WHAT THIS TASK INVOLVES> Set out each line from the following listing that includes the word "reported".

DATASET RECORDS>
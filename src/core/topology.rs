// src/core/topology.rs

//! Builds cluster monitors from discovered topology and merges periodic
//! re-discoveries into live monitors without losing their dedup state.

use super::discovery::discover_cluster;
use super::http::{Credentials, HttpGet, Scheme, base_url};
use super::monitor::{ClusterMonitor, MonitorTarget};
use super::timefmt::DateLayout;
use futures::future::join_all;
use std::sync::Arc;
use tracing::{error, info, warn};

/// A configured cluster: its display name, the hosts used to discover it and the
/// credentials used for every call to it.
#[derive(Debug, Clone, PartialEq, Eq)]
pub struct ClusterDefinition {
    pub name: String,
    pub seed_hosts: Vec<String>,
    pub credentials: Credentials,
}

/// Settings shared by every cluster.
#[derive(Debug, Clone, Copy, PartialEq, Eq)]
pub struct TopologySettings {
    pub scheme: Scheme,
    pub admin_port: u16,
    pub query_port: u16,
}

/// A configured cluster and its monitor, if discovery has succeeded at least once.
#[derive(Debug)]
pub struct MonitorSlot {
    pub definition: ClusterDefinition,
    pub monitor: Option<ClusterMonitor>,
}

/// What a renewal did to one slot.
#[derive(Debug, Clone, Copy, PartialEq, Eq)]
pub enum RenewalOutcome {
    /// The freshly discovered monitor replaced the slot's contents.
    Adopted,
    /// Only the node list changed; watermark and scrape count were kept.
    NodesReplaced,
    /// The discovered monitor belongs to another cluster; nothing changed.
    NameMismatch,
    /// Discovery failed; nothing changed.
    Unchanged,
}

/// Discovers `definition` through its seed hosts, in order, and builds a fresh monitor
/// for its query nodes. Returns `None` when no seed host answers.
pub async fn build_monitor(
    definition: &ClusterDefinition,
    settings: TopologySettings,
    http: &Arc<dyn HttpGet>,
) -> Option<ClusterMonitor> {
    for seed in &definition.seed_hosts {
        let admin_url = base_url(settings.scheme, seed, settings.admin_port);
        match discover_cluster(
            http.as_ref(),
            &admin_url,
            settings.admin_port,
            &definition.credentials,
        )
        .await
        {
            Ok(map) => {
                info!(
                    "Registering monitor {} (version {}) for hosts: {:?}",
                    definition.name, map.version, map.query_nodes
                );
                let target = MonitorTarget {
                    cluster_name: definition.name.clone(),
                    nodes: map.query_nodes,
                    credentials: definition.credentials.clone(),
                    scheme: settings.scheme,
                    query_port: settings.query_port,
                    layout: DateLayout::from_version(&map.version),
                };
                return Some(ClusterMonitor::new(target, Arc::clone(http)));
            }
            Err(e) => warn!(
                "Cannot discover cluster {} through {}: {}",
                definition.name, seed, e
            ),
        }
    }

    error!(
        "Cannot discover cluster {}: none of its {} seed host(s) answered",
        definition.name,
        definition.seed_hosts.len()
    );
    None
}

/// Discovers every configured cluster concurrently and returns one slot per definition,
/// in definition order.
pub async fn resolve_slots(
    definitions: &[ClusterDefinition],
    settings: TopologySettings,
    http: &Arc<dyn HttpGet>,
) -> Vec<MonitorSlot> {
    let monitors = join_all(
        definitions
            .iter()
            .map(|definition| build_monitor(definition, settings, http)),
    )
    .await;

    definitions
        .iter()
        .cloned()
        .zip(monitors)
        .map(|(definition, monitor)| MonitorSlot {
            definition,
            monitor,
        })
        .collect()
}

/// Merges a freshly discovered monitor into a slot.
///
/// An unset slot, or a monitor with no name or no nodes, adopts `fresh` wholesale.
/// Otherwise only the node list is replaced, so the watermark and scrape count
/// survive membership changes.
///
/// [`renew_slots`] always builds `fresh` from the slot's own definition, so the
/// names match there. A `fresh` monitor for a different cluster, which only a
/// direct caller can pass, leaves the slot untouched.
pub fn merge_monitor(slot: &mut Option<ClusterMonitor>, fresh: ClusterMonitor) -> RenewalOutcome {
    match slot {
        Some(existing)
            if !existing.cluster_name().is_empty() && !existing.nodes().is_empty() =>
        {
            if existing.cluster_name() != fresh.cluster_name() {
                warn!(
                    "Discovered cluster {} does not match monitor {}; keeping the monitor",
                    fresh.cluster_name(),
                    existing.cluster_name()
                );
                return RenewalOutcome::NameMismatch;
            }
            info!(
                "Renewing nodes for {}: {:?}",
                existing.cluster_name(),
                fresh.nodes()
            );
            existing.replace_nodes(fresh.nodes().to_vec());
            RenewalOutcome::NodesReplaced
        }
        _ => {
            info!("Adopting freshly discovered monitor {}", fresh.cluster_name());
            *slot = Some(fresh);
            RenewalOutcome::Adopted
        }
    }
}

/// Re-discovers every slot's cluster and merges the results.
///
/// Discovery runs concurrently; merges are applied afterwards, one slot at a time.
/// A slot whose discovery fails is left untouched.
pub async fn renew_slots(
    slots: &mut [MonitorSlot],
    settings: TopologySettings,
    http: &Arc<dyn HttpGet>,
) -> Vec<RenewalOutcome> {
    let discovered = join_all(
        slots
            .iter()
            .map(|slot| build_monitor(&slot.definition, settings, http)),
    )
    .await;

    slots
        .iter_mut()
        .zip(discovered)
        .map(|(slot, fresh)| match fresh {
            Some(fresh) => merge_monitor(&mut slot.monitor, fresh),
            None => {
                warn!(
                    "Keeping the current topology of {} until discovery succeeds",
                    slot.definition.name
                );
                RenewalOutcome::Unchanged
            }
        })
        .collect()
}
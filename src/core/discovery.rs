// src/core/discovery.rs

//! Resolves which hosts of a cluster run which services, from the cluster manager's
//! `/pools/default` document.

use super::errors::ExporterError;
use super::http::{Credentials, HttpGet};
use serde::Deserialize;
use tracing::info;

pub const POOLS_DEFAULT_PATH: &str = "/pools/default";

const QUERY_SERVICE: &str = "n1ql";
const DATA_SERVICE: &str = "kv";
const INDEX_SERVICE: &str = "index";

/// A summary of a cluster's membership by role. Nodes may appear under several roles.
#[derive(Debug, Clone, Default, PartialEq, Eq)]
pub struct ClusterMap {
    /// The pool name reported by the cluster manager.
    pub name: String,
    pub query_nodes: Vec<String>,
    pub index_nodes: Vec<String>,
    pub data_nodes: Vec<String>,
    pub total_nodes: usize,
    /// The server version string of the cluster, e.g. `6.6.0-7909-enterprise`.
    pub version: String,
}

#[derive(Debug, Deserialize)]
struct PoolsDefaultResponse {
    #[serde(default)]
    name: String,
    #[serde(default)]
    nodes: Vec<PoolNode>,
}

#[derive(Debug, Deserialize)]
struct PoolNode {
    hostname: String,
    #[serde(default)]
    services: Vec<String>,
    #[serde(default)]
    version: String,
}

/// Fetches `{base_url}/pools/default` and buckets its nodes by service.
///
/// `base_url` is `scheme://host:admin_port`; the same `:admin_port` suffix is stripped
/// from every reported node host name.
pub async fn discover_cluster(
    http: &dyn HttpGet,
    base_url: &str,
    admin_port: u16,
    credentials: &Credentials,
) -> Result<ClusterMap, ExporterError> {
    info!("Looking for nodes of cluster at {}", base_url);
    let url = format!("{base_url}{POOLS_DEFAULT_PATH}");
    let body = http.get(&url, credentials).await;
    if body.is_empty() {
        return Err(ExporterError::Discovery(format!("no response from {url}")));
    }

    let response: PoolsDefaultResponse = serde_json::from_slice(&body)
        .map_err(|e| ExporterError::Discovery(format!("invalid response from {url}: {e}")))?;

    Ok(build_cluster_map(response, admin_port))
}

fn build_cluster_map(response: PoolsDefaultResponse, admin_port: u16) -> ClusterMap {
    let port_suffix = format!(":{admin_port}");
    let mut map = ClusterMap {
        name: response.name,
        total_nodes: response.nodes.len(),
        ..ClusterMap::default()
    };

    for node in response.nodes {
        let host = node
            .hostname
            .strip_suffix(port_suffix.as_str())
            .unwrap_or(&node.hostname)
            .to_string();
        for service in &node.services {
            match service.as_str() {
                QUERY_SERVICE => map.query_nodes.push(host.clone()),
                DATA_SERVICE => map.data_nodes.push(host.clone()),
                INDEX_SERVICE => map.index_nodes.push(host.clone()),
                _ => {}
            }
        }
        if !node.version.is_empty() {
            map.version = node.version;
        }
    }

    map
}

RESPONSE FOR THIS EXERCISE>
    /// The pool name reported by the cluster manager.
/// from every reported node host name.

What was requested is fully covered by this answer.